■ Work instructions:
From the listing below, pull each line that includes "could".

■ Information provided:
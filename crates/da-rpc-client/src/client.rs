use std::sync::atomic::{AtomicU64, Ordering};
use std::sync::Arc;

use async_trait::async_trait;
use serde::de::DeserializeOwned;
use serde_json::{json, Value};
use tracing::{debug, info, warn};

use crate::error::{Result, RpcClientError};
use crate::types::{BlockHash, Cell, ClientConfig, Header, RawBytes, RpcRequest, RpcResponse, SignedBlock};

/// Read-only view of the chain used by the light client.
///
/// Implementations never raise: a transport error, an error object from the node or a
/// response without a usable `result` all come back as `None`, which callers treat as
/// "no data yet, try again later".
#[async_trait]
pub trait ChainClient: Send + Sync {
    /// Returns the node's current best finalized header.
    async fn latest_header(&self) -> Option<Header>;

    /// Resolves the canonical hash of block `number`.
    async fn block_hash_by_number(&self, number: u64) -> Option<BlockHash>;

    /// Fetches the full block for a known hash.
    async fn block_by_hash(&self, hash: &BlockHash) -> Option<SignedBlock>;

    /// Requests the inclusion proof for a single matrix cell of block `number`.
    async fn proof_for_cell(&self, number: u64, cell: Cell) -> Option<Vec<u8>>;

    /// Resolves the hash of block `number` and fetches it.
    /// Yields `None` as soon as either step does.
    async fn block_by_number(&self, number: u64) -> Option<SignedBlock> {
        let hash = self.block_hash_by_number(number).await?;
        self.block_by_hash(&hash).await
    }
}

/// JSON-RPC over HTTP implementation of [`ChainClient`].
#[derive(Clone)]
pub struct RpcChainClient {
    config: ClientConfig,
    http: reqwest::Client,
    next_id: Arc<AtomicU64>,
}

impl RpcChainClient {
    /// Create a new client for the configured endpoint.
    pub fn new(config: ClientConfig) -> Result<Self> {
        debug!("Creating chain RPC client with endpoint: {}", config.url);

        let http = reqwest::Client::builder()
            .timeout(config.request_timeout)
            .build()?;

        info!("Chain RPC client ready for {}", config.url);

        Ok(Self {
            config,
            http,
            next_id: Arc::new(AtomicU64::new(1)),
        })
    }

    /// Get the client configuration
    pub fn config(&self) -> &ClientConfig {
        &self.config
    }

    /// Get the configured endpoint
    pub fn url(&self) -> &str {
        &self.config.url
    }

    /// Sends one JSON-RPC request and decodes its `result`.
    pub async fn call<T: DeserializeOwned>(&self, method: &str, params: Option<Value>) -> Result<T> {
        let id = self.next_id.fetch_add(1, Ordering::Relaxed);
        let request = RpcRequest::new(id, method, params);
        debug!("-> {} id={}", method, id);

        let response: RpcResponse = self
            .http
            .post(&self.config.url)
            .json(&request)
            .send()
            .await?
            .error_for_status()?
            .json()
            .await?;

        if let Some(err) = response.error {
            return Err(RpcClientError::Rpc {
                code: err.code,
                message: err.message,
            });
        }

        let result = response
            .result
            .ok_or_else(|| RpcClientError::EmptyResult(method.to_string()))?;

        Ok(serde_json::from_value(result)?)
    }

    async fn query<T: DeserializeOwned>(&self, method: &str, params: Option<Value>) -> Option<T> {
        match self.call(method, params).await {
            Ok(value) => Some(value),
            Err(RpcClientError::EmptyResult(method)) => {
                debug!("{method} returned no result");
                None
            }
            Err(e) => {
                warn!("{method} failed: {e}");
                None
            }
        }
    }
}

#[async_trait]
impl ChainClient for RpcChainClient {
    async fn latest_header(&self) -> Option<Header> {
        self.query("chain_getHeader", None).await
    }

    async fn block_hash_by_number(&self, number: u64) -> Option<BlockHash> {
        self.query("chain_getBlockHash", Some(json!([number]))).await
    }

    async fn block_by_hash(&self, hash: &BlockHash) -> Option<SignedBlock> {
        self.query("chain_getBlock", Some(json!([hash]))).await
    }

    async fn proof_for_cell(&self, number: u64, cell: Cell) -> Option<Vec<u8>> {
        self.query::<RawBytes>("kate_queryProof", Some(json!([number, [cell]])))
            .await
            .map(RawBytes::into_inner)
    }
}
use std::sync::Arc;
use std::time::Duration;

use anyhow::{anyhow, Result};
use da_rpc_client::{ChainClient, ClientConfig, RpcChainClient};
use tracing::info;

use crate::catchup::CatchUpLoop;
use crate::config::Config;
use crate::verify::{BlockVerifier, SamplingStrategy, StructuralVerifier, VerifierPool, COMMITMENT_SIZE};

pub mod cli;
pub use cli::{Cli, Commands};

pub fn init() -> Result<()> {
    Config::init()?;

    Ok(())
}

pub async fn start() -> Result<()> {
    let config = Config::load()?;
    let client = chain_client(&config)?;
    let catch_up = CatchUpLoop::new(client.clone(), block_verifier(&config, client), config.poll_settings());

    info!(
        "sampling {} cells per block from a {}x{} matrix",
        config.sampling.sample_count, config.matrix.cols, config.matrix.rows
    );
    catch_up.connect(config.startup.max_attempts).await?;
    catch_up.run().await
}

pub async fn verify_block(number: u64) -> Result<()> {
    let config = Config::load()?;
    let client = chain_client(&config)?;

    let block = client
        .block_by_number(number)
        .await
        .ok_or_else(|| anyhow!("block #{number} could not be fetched"))?;

    let report = block_verifier(&config, client).verify_block(&block).await;
    info!("{report}");
    info!("confidence: {:.2}", report.confidence());

    Ok(())
}

pub async fn head() -> Result<()> {
    let config = Config::load()?;
    let client = chain_client(&config)?;

    let header = client
        .latest_header()
        .await
        .ok_or_else(|| anyhow!("node at {} returned no header", config.rpc.url))?;
    let root = header.commitment_root();

    info!("Latest finalized header:");
    info!("  Number: {}", header.number);
    info!("  Commitment root: {} bytes", root.len());
    if let Some(first) = root.get(..COMMITMENT_SIZE) {
        info!("  Column 0 commitment: 0x{}", hex::encode(first));
    }

    Ok(())
}

pub fn version() {
    info!("version: {}", cli::VERSION);
}

fn chain_client(config: &Config) -> Result<Arc<dyn ChainClient>> {
    let client_config = ClientConfig::new(
        config.rpc.url.clone(),
        Duration::from_millis(config.rpc.request_timeout_ms),
    );
    Ok(Arc::new(RpcChainClient::new(client_config)?))
}

fn block_verifier(config: &Config, client: Arc<dyn ChainClient>) -> BlockVerifier {
    let pool = VerifierPool::new(
        Arc::new(StructuralVerifier),
        config.verifier.workers,
        config.verifier.sample_timeout(),
    );
    let sampler = SamplingStrategy::new(config.dimensions(), config.sampling.distinct);

    BlockVerifier::new(client, Arc::new(pool), sampler, config.sampling.sample_count)
}
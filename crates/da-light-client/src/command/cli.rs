use clap::{Parser, Subcommand};

pub const VERSION: &str = "v0.1.0";

#[derive(Parser)]
#[command(name = "da-light-client", version = VERSION, about = "Data availability light client", long_about = None)]
pub struct Cli {
    #[command(subcommand)]
    pub command: Commands,
}

#[derive(Subcommand)]
pub enum Commands {
    /// Initialize configuration and home directory
    Init {},

    /// Follow the chain and sample every new block
    Start {},

    /// Sample a single block and print its report
    #[command(
        about = "Sample a single block and print its report",
        after_help = "EXAMPLES:\n    da-light-client verify-block 42"
    )]
    VerifyBlock {
        /// Block number
        number: u64,
    },

    /// Show the node's latest finalized header
    Head {},

    /// Show the service version
    Version {},
}
use std::path::{Path, PathBuf};
use std::time::Duration;
use std::{env, fs};

use anyhow::{anyhow, ensure, Context, Result};
use serde::{Deserialize, Serialize};
use tracing::info;

use crate::catchup::{FetchFailurePolicy, PollSettings};
use crate::verify::MatrixDimensions;

pub const DEFAULT_RPC_URL: &str = "http://localhost:9933";
/// Environment variable overriding `rpc.url`.
pub const RPC_URL_ENV: &str = "DA_RPC_URL";

#[derive(Clone, Debug, Default, PartialEq, Serialize, Deserialize)]
#[serde(default)]
pub struct Config {
    /// Node connection settings.
    pub rpc: RpcConfig,

    /// How many cells are challenged per block.
    pub sampling: SamplingConfig,

    /// Data matrix shape. Must agree with the node's encoding.
    pub matrix: MatrixConfig,

    /// Cell verification worker settings.
    pub verifier: VerifierConfig,

    /// Polling cadence and catch-up behavior.
    pub poll: PollConfig,

    pub startup: StartupConfig,
}

impl Config {
    /// The default service home directory.
    pub const APP_HOME: &str = ".da-light-client";
    /// The default configuration directory.
    pub const CONFIG_DIR: &str = "config";
    /// The default configuration file in YAML format.
    pub const CONFIG_FILE: &str = "config.yaml";

    /// Initializes the local configuration directory and writes the default config if missing.
    pub fn init() -> Result<PathBuf> {
        Self::init_in(&Self::home_dir()?)
    }

    /// Writes the default config below `home` unless one already exists.
    pub fn init_in(home: &Path) -> Result<PathBuf> {
        let config_dir = home.join(Self::CONFIG_DIR);
        fs::create_dir_all(&config_dir)?;

        let config_path = config_dir.join(Self::CONFIG_FILE);
        if !config_path.exists() {
            info!("Creating default config at {config_path:?}");
            let yaml = serde_yaml::to_string(&Config::default())?;
            fs::write(&config_path, yaml)?;
        } else {
            info!("Config file already exists at {config_path:?}");
        }

        Ok(config_path)
    }

    pub fn home_dir() -> Result<PathBuf> {
        Ok(dirs::home_dir()
            .ok_or_else(|| anyhow!("cannot find home directory"))?
            .join(Self::APP_HOME))
    }

    /// Returns the default application config path.
    pub fn config_path() -> Result<PathBuf> {
        Ok(Self::home_dir()?.join(Self::CONFIG_DIR).join(Self::CONFIG_FILE))
    }

    /// Loads the application config from the service home directory.
    pub fn load() -> Result<Self> {
        let mut config = Self::load_from(&Self::config_path()?)?;
        if let Ok(url) = env::var(RPC_URL_ENV) {
            info!("Using {RPC_URL_ENV}={url}");
            config.rpc.url = url;
        }
        config.validate()?;

        Ok(config)
    }

    /// Reads a config file without applying environment overrides.
    pub fn load_from(path: &Path) -> Result<Self> {
        if !path.exists() {
            return Err(anyhow!("config file not found at {}", path.display()));
        }

        info!("Reading config file at {}", path.display());
        let config_yaml = fs::read_to_string(path).context("Failed to read config file from path")?;
        let config = serde_yaml::from_str(&config_yaml)?;

        Ok(config)
    }

    /// Rejects settings the sampler or the verifier pool cannot work with.
    pub fn validate(&self) -> Result<()> {
        ensure!(self.sampling.sample_count > 0, "sampling.sample_count must be positive");
        ensure!(
            self.matrix.rows > 0 && self.matrix.cols > 0,
            "matrix dimensions must be positive, got {}x{}",
            self.matrix.cols,
            self.matrix.rows
        );
        ensure!(self.verifier.workers > 0, "verifier.workers must be positive");
        ensure!(self.startup.max_attempts > 0, "startup.max_attempts must be positive");
        if self.sampling.distinct {
            ensure!(
                self.sampling.sample_count as u64 <= self.dimensions().cells(),
                "cannot draw {} distinct cells from a {}x{} matrix",
                self.sampling.sample_count,
                self.matrix.cols,
                self.matrix.rows
            );
        }
        Ok(())
    }

    pub fn dimensions(&self) -> MatrixDimensions {
        MatrixDimensions::new(self.matrix.rows, self.matrix.cols)
    }

    pub fn poll_settings(&self) -> PollSettings {
        PollSettings {
            no_header_backoff: Duration::from_millis(self.poll.no_header_backoff_ms),
            idle_backoff: Duration::from_millis(self.poll.idle_backoff_ms),
            fetch_failure: self.poll.fetch_failure,
        }
    }
}

#[derive(Clone, Debug, PartialEq, Serialize, Deserialize)]
#[serde(default)]
pub struct RpcConfig {
    /// HTTP JSON-RPC endpoint of the chain node.
    pub url: String,

    /// Timeout for a single RPC round-trip.
    pub request_timeout_ms: u64,
}

impl Default for RpcConfig {
    fn default() -> Self {
        Self {
            url: DEFAULT_RPC_URL.into(),
            request_timeout_ms: 10_000,
        }
    }
}

#[derive(Clone, Debug, PartialEq, Serialize, Deserialize)]
#[serde(default)]
pub struct SamplingConfig {
    /// Cells challenged per block.
    pub sample_count: usize,

    /// Draw cells without replacement.
    pub distinct: bool,
}

impl Default for SamplingConfig {
    fn default() -> Self {
        Self {
            sample_count: 3,
            distinct: false,
        }
    }
}

#[derive(Clone, Debug, PartialEq, Serialize, Deserialize)]
#[serde(default)]
pub struct MatrixConfig {
    pub cols: u32,
    pub rows: u32,
}

impl Default for MatrixConfig {
    fn default() -> Self {
        Self { cols: 256, rows: 256 }
    }
}

#[derive(Clone, Debug, PartialEq, Serialize, Deserialize)]
#[serde(default)]
pub struct VerifierConfig {
    /// Maximum concurrent cell checks.
    pub workers: usize,

    /// A check still running after this long counts as a failed sample.
    pub sample_timeout_ms: u64,
}

impl Default for VerifierConfig {
    fn default() -> Self {
        Self {
            workers: 3,
            sample_timeout_ms: 10_000,
        }
    }
}

impl VerifierConfig {
    pub fn sample_timeout(&self) -> Duration {
        Duration::from_millis(self.sample_timeout_ms)
    }
}

#[derive(Clone, Debug, PartialEq, Serialize, Deserialize)]
#[serde(default)]
pub struct PollConfig {
    pub no_header_backoff_ms: u64,
    pub idle_backoff_ms: u64,
    pub fetch_failure: FetchFailurePolicy,
}

impl Default for PollConfig {
    fn default() -> Self {
        Self {
            no_header_backoff_ms: 3000,
            idle_backoff_ms: 6000,
            fetch_failure: FetchFailurePolicy::Skip,
        }
    }
}

#[derive(Clone, Debug, PartialEq, Serialize, Deserialize)]
#[serde(default)]
pub struct StartupConfig {
    /// Connection attempts before the process gives up.
    pub max_attempts: u32,
}

impl Default for StartupConfig {
    fn default() -> Self {
        Self { max_attempts: 5 }
    }
}

#[cfg(test)]
mod tests {
    use tempfile::TempDir;

    use super::*;

    #[test]
    fn test_defaults_match_reference_values() {
        let config = Config::default();

        assert_eq!(config.rpc.url, "http://localhost:9933");
        assert_eq!(config.sampling.sample_count, 3);
        assert_eq!(config.dimensions(), MatrixDimensions::new(256, 256));
        assert_eq!(config.poll_settings().no_header_backoff, Duration::from_secs(3));
        assert_eq!(config.poll_settings().idle_backoff, Duration::from_secs(6));
        assert_eq!(config.poll.fetch_failure, FetchFailurePolicy::Skip);
        config.validate().unwrap();
    }

    #[test]
    fn test_init_writes_loadable_defaults() {
        let home = TempDir::new().unwrap();

        let path = Config::init_in(home.path()).unwrap();
        let loaded = Config::load_from(&path).unwrap();

        assert_eq!(loaded, Config::default());
    }

    #[test]
    fn test_init_keeps_existing_config() {
        let home = TempDir::new().unwrap();
        let path = Config::init_in(home.path()).unwrap();
        fs::write(&path, "sampling:\n  sample_count: 9\n").unwrap();

        Config::init_in(home.path()).unwrap();
        assert_eq!(Config::load_from(&path).unwrap().sampling.sample_count, 9);
    }

    #[test]
    fn test_partial_file_fills_defaults() {
        let home = TempDir::new().unwrap();
        let path = home.path().join("config.yaml");
        fs::write(&path, "poll:\n  fetch_failure: halt\nmatrix:\n  cols: 128\n").unwrap();

        let config = Config::load_from(&path).unwrap();
        assert_eq!(config.poll.fetch_failure, FetchFailurePolicy::Halt);
        assert_eq!(config.matrix.cols, 128);
        assert_eq!(config.matrix.rows, 256);
        assert_eq!(config.poll.idle_backoff_ms, 6000);
    }

    #[test]
    fn test_missing_file_is_an_error() {
        let home = TempDir::new().unwrap();
        assert!(Config::load_from(&home.path().join("nope.yaml")).is_err());
    }

    #[test]
    fn test_validate_rejects_unusable_settings() {
        let mut config = Config::default();
        config.sampling.sample_count = 0;
        assert!(config.validate().is_err());

        let mut config = Config::default();
        config.matrix.cols = 0;
        assert!(config.validate().is_err());

        let mut config = Config::default();
        config.matrix = MatrixConfig { cols: 2, rows: 2 };
        config.sampling = SamplingConfig {
            sample_count: 5,
            distinct: true,
        };
        assert!(config.validate().is_err());

        config.sampling.distinct = false;
        config.validate().unwrap();
    }
}
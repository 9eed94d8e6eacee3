use std::ops::RangeInclusive;
use std::sync::Arc;
use std::time::Duration;

use anyhow::{bail, Result};
use da_rpc_client::{ChainClient, Header};
use serde::{Deserialize, Serialize};
use tokio::time::sleep;
use tracing::{debug, info, warn};

use crate::verify::{BlockReport, BlockVerifier};

/// What to do when a block inside a catch-up range cannot be fetched.
#[derive(Clone, Copy, Debug, Default, PartialEq, Eq, Serialize, Deserialize)]
#[serde(rename_all = "lowercase")]
pub enum FetchFailurePolicy {
    /// Leave the block unverified and keep walking; the watermark still moves
    /// to the top of the range.
    #[default]
    Skip,
    /// Stop at the block, keep the watermark just below it and retry it on the
    /// next poll.
    Halt,
}

#[derive(Clone, Copy, Debug)]
pub struct PollSettings {
    /// Pause after the node returned no header.
    pub no_header_backoff: Duration,
    /// Pause after the node reported no block beyond the watermark.
    pub idle_backoff: Duration,
    pub fetch_failure: FetchFailurePolicy,
}

impl Default for PollSettings {
    fn default() -> Self {
        Self {
            no_header_backoff: Duration::from_millis(3000),
            idle_backoff: Duration::from_millis(6000),
            fetch_failure: FetchFailurePolicy::Skip,
        }
    }
}

/// Result of walking one catch-up range.
#[derive(Clone, Debug, Default)]
pub struct RangeSummary {
    pub from: u64,
    pub to: u64,
    pub reports: Vec<BlockReport>,
    /// Blocks that could not be fetched and were left unverified.
    pub skipped: Vec<u64>,
    /// Block at which a `Halt` policy stopped the walk.
    pub halted_at: Option<u64>,
}

/// Outcome of a single [`CatchUpLoop::tick`].
#[derive(Clone, Debug)]
pub enum Tick {
    /// No header from the node; backed off.
    NoHeader,
    /// Head is not beyond the watermark; backed off.
    Idle { head: u64 },
    /// A range was walked.
    CaughtUp(RangeSummary),
}

/// Blocks still to verify when the watermark is `watermark` and the node's head is `head`.
pub fn catch_up_range(watermark: u64, head: u64) -> Option<RangeInclusive<u64>> {
    (head > watermark).then(|| watermark + 1..=head)
}

/// Trails the node's finalized head and verifies every block it has not yet seen.
///
/// The watermark starts at zero, lives only in memory, and never decreases.
pub struct CatchUpLoop {
    client: Arc<dyn ChainClient>,
    verifier: BlockVerifier,
    settings: PollSettings,
    watermark: u64,
}

impl CatchUpLoop {
    pub fn new(client: Arc<dyn ChainClient>, verifier: BlockVerifier, settings: PollSettings) -> Self {
        Self {
            client,
            verifier,
            settings,
            watermark: 0,
        }
    }

    pub fn watermark(&self) -> u64 {
        self.watermark
    }

    /// Probes the node until it answers with a header, giving up after `max_attempts`.
    pub async fn connect(&self, max_attempts: u32) -> Result<Header> {
        for attempt in 1..=max_attempts {
            if let Some(header) = self.client.latest_header().await {
                info!("connected to node, finalized head is #{}", header.number);
                return Ok(header);
            }

            warn!("node unreachable (attempt {attempt}/{max_attempts})");
            if attempt < max_attempts {
                sleep(self.settings.no_header_backoff).await;
            }
        }

        bail!("node did not return a header after {max_attempts} attempts")
    }

    /// Runs the loop forever.
    pub async fn run(mut self) -> Result<()> {
        loop {
            self.tick().await;
        }
    }

    /// Polls the node once and, if it is ahead of the watermark, walks the new range.
    pub async fn tick(&mut self) -> Tick {
        let Some(header) = self.client.latest_header().await else {
            debug!("no header, retrying in {:?}", self.settings.no_header_backoff);
            sleep(self.settings.no_header_backoff).await;
            return Tick::NoHeader;
        };

        let head = header.number;
        let Some(range) = catch_up_range(self.watermark, head) else {
            debug!("no block beyond #{}, retrying in {:?}", self.watermark, self.settings.idle_backoff);
            sleep(self.settings.idle_backoff).await;
            return Tick::Idle { head };
        };

        let summary = self.walk(range).await;

        self.watermark = match summary.halted_at {
            Some(block) => {
                debug!("catch-up halted at #{block}, retrying in {:?}", self.settings.no_header_backoff);
                sleep(self.settings.no_header_backoff).await;
                block - 1
            }
            None => head,
        };

        Tick::CaughtUp(summary)
    }

    async fn walk(&self, range: RangeInclusive<u64>) -> RangeSummary {
        let mut summary = RangeSummary {
            from: *range.start(),
            to: *range.end(),
            ..Default::default()
        };

        for number in range {
            info!("processing block #{number}");

            let Some(block) = self.client.block_by_number(number).await else {
                match self.settings.fetch_failure {
                    FetchFailurePolicy::Skip => {
                        warn!("block #{number} could not be fetched, leaving it unverified");
                        summary.skipped.push(number);
                        continue;
                    }
                    FetchFailurePolicy::Halt => {
                        warn!("block #{number} could not be fetched, halting catch-up");
                        summary.halted_at = Some(number);
                        break;
                    }
                }
            };

            let report = self.verifier.verify_block(&block).await;
            info!("{report}");
            summary.reports.push(report);
        }

        summary
    }
}
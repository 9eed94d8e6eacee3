//! Data availability light client.
//!
//! Trails a chain's finalized headers and, for every new block, challenges a
//! few random cells of the block's data matrix. Each challenge asks the node
//! for a cell proof and checks it against the column commitment recorded in
//! the header; the verdicts are aggregated into a per-block report.

pub mod catchup;
pub mod command;
pub mod config;
pub mod verify;

pub use catchup::{catch_up_range, CatchUpLoop, FetchFailurePolicy, PollSettings, Tick};
pub use verify::{BlockOutcome, BlockReport, BlockVerifier, SampleOutcome, SampleTally};
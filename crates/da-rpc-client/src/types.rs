use std::fmt::{self, Display};
use std::time::Duration;

use serde::{Deserialize, Deserializer, Serialize};
use serde_json::Value;

use crate::error::{Result, RpcClientError};

/// JSON-RPC protocol version tag sent with every request.
pub const JSONRPC_VERSION: &str = "2.0";

/// Connection settings for [`crate::RpcChainClient`].
#[derive(Clone, Debug)]
pub struct ClientConfig {
    /// HTTP endpoint of the node, e.g. `http://localhost:9933`.
    pub url: String,
    /// Upper bound for a single request/response round-trip.
    pub request_timeout: Duration,
}

impl ClientConfig {
    pub fn new(url: impl Into<String>, request_timeout: Duration) -> Self {
        Self {
            url: url.into(),
            request_timeout,
        }
    }
}

#[derive(Debug, Serialize)]
pub struct RpcRequest<'a> {
    pub id: u64,
    pub jsonrpc: &'static str,
    pub method: &'a str,
    #[serde(skip_serializing_if = "Option::is_none")]
    pub params: Option<Value>,
}

impl<'a> RpcRequest<'a> {
    pub fn new(id: u64, method: &'a str, params: Option<Value>) -> Self {
        Self {
            id,
            jsonrpc: JSONRPC_VERSION,
            method,
            params,
        }
    }
}

#[derive(Debug, Deserialize)]
pub struct RpcResponse {
    #[serde(default)]
    pub result: Option<Value>,
    #[serde(default)]
    pub error: Option<RpcErrorObject>,
}

#[derive(Debug, Deserialize)]
pub struct RpcErrorObject {
    pub code: i64,
    pub message: String,
}

/// Parses a block number as the node encodes it: `0x`-prefixed hex or plain decimal.
pub fn parse_block_number(raw: &str) -> Result<u64> {
    let trimmed = raw.trim();
    let parsed = match trimmed.strip_prefix("0x").or_else(|| trimmed.strip_prefix("0X")) {
        Some(hex_digits) => u64::from_str_radix(hex_digits, 16),
        None => trimmed.parse::<u64>(),
    };
    parsed.map_err(|_| RpcClientError::InvalidBlockNumber(raw.to_string()))
}

fn deserialize_block_number<'de, D>(deserializer: D) -> std::result::Result<u64, D::Error>
where
    D: Deserializer<'de>,
{
    #[derive(Deserialize)]
    #[serde(untagged)]
    enum NumberRepr {
        Int(u64),
        Text(String),
    }

    match NumberRepr::deserialize(deserializer)? {
        NumberRepr::Int(n) => Ok(n),
        NumberRepr::Text(s) => parse_block_number(&s).map_err(serde::de::Error::custom),
    }
}

/// Byte payload that the node may encode either as a JSON array of byte values
/// or as a hex string.
#[derive(Clone, Debug, Default, PartialEq, Eq)]
pub struct RawBytes(pub Vec<u8>);

impl RawBytes {
    pub fn as_slice(&self) -> &[u8] {
        &self.0
    }

    pub fn into_inner(self) -> Vec<u8> {
        self.0
    }
}

impl<'de> Deserialize<'de> for RawBytes {
    fn deserialize<D>(deserializer: D) -> std::result::Result<Self, D::Error>
    where
        D: Deserializer<'de>,
    {
        #[derive(Deserialize)]
        #[serde(untagged)]
        enum BytesRepr {
            Seq(Vec<u8>),
            Hex(String),
        }

        match BytesRepr::deserialize(deserializer)? {
            BytesRepr::Seq(bytes) => Ok(RawBytes(bytes)),
            BytesRepr::Hex(s) => {
                let digits = s.strip_prefix("0x").unwrap_or(&s);
                hex::decode(digits).map(RawBytes).map_err(serde::de::Error::custom)
            }
        }
    }
}

/// Canonical block hash as returned by `chain_getBlockHash`.
#[derive(Clone, Debug, PartialEq, Eq, Serialize, Deserialize)]
#[serde(transparent)]
pub struct BlockHash(pub String);

impl Display for BlockHash {
    fn fmt(&self, f: &mut fmt::Formatter<'_>) -> fmt::Result {
        write!(f, "{}", self.0)
    }
}

#[derive(Clone, Debug, Default, Deserialize)]
pub struct ExtrinsicsRoot {
    /// Concatenated per-column commitments.
    #[serde(default)]
    pub commitment: RawBytes,
}

#[derive(Clone, Debug, Deserialize)]
#[serde(rename_all = "camelCase")]
pub struct Header {
    #[serde(deserialize_with = "deserialize_block_number")]
    pub number: u64,
    #[serde(default)]
    pub extrinsics_root: ExtrinsicsRoot,
}

impl Header {
    /// Returns the commitment root recorded in the header.
    pub fn commitment_root(&self) -> &[u8] {
        self.extrinsics_root.commitment.as_slice()
    }
}

#[derive(Clone, Debug, Deserialize)]
pub struct Block {
    pub header: Header,
    #[serde(default)]
    pub extrinsics: Vec<Value>,
}

/// Result of `chain_getBlock`.
#[derive(Clone, Debug, Deserialize)]
pub struct SignedBlock {
    pub block: Block,
}

impl SignedBlock {
    pub fn header(&self) -> &Header {
        &self.block.header
    }

    pub fn number(&self) -> u64 {
        self.block.header.number
    }
}

/// A single cell of the block's data matrix.
#[derive(Clone, Copy, Debug, PartialEq, Eq, Hash, Serialize)]
pub struct Cell {
    pub row: u32,
    pub col: u32,
}

impl Cell {
    pub fn new(row: u32, col: u32) -> Self {
        Self { row, col }
    }
}

impl Display for Cell {
    fn fmt(&self, f: &mut fmt::Formatter<'_>) -> fmt::Result {
        write!(f, "({}, {})", self.row, self.col)
    }
}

■ Answer area:
        .ok_or_else(|| anyhow!("block #{number} could not be fetched"))?;
    /// Blocks that could not be fetched and were left unverified.
                        warn!("block #{number} could not be fetched, leaving it unverified");
                        warn!("block #{number} could not be fetched, halting catch-up");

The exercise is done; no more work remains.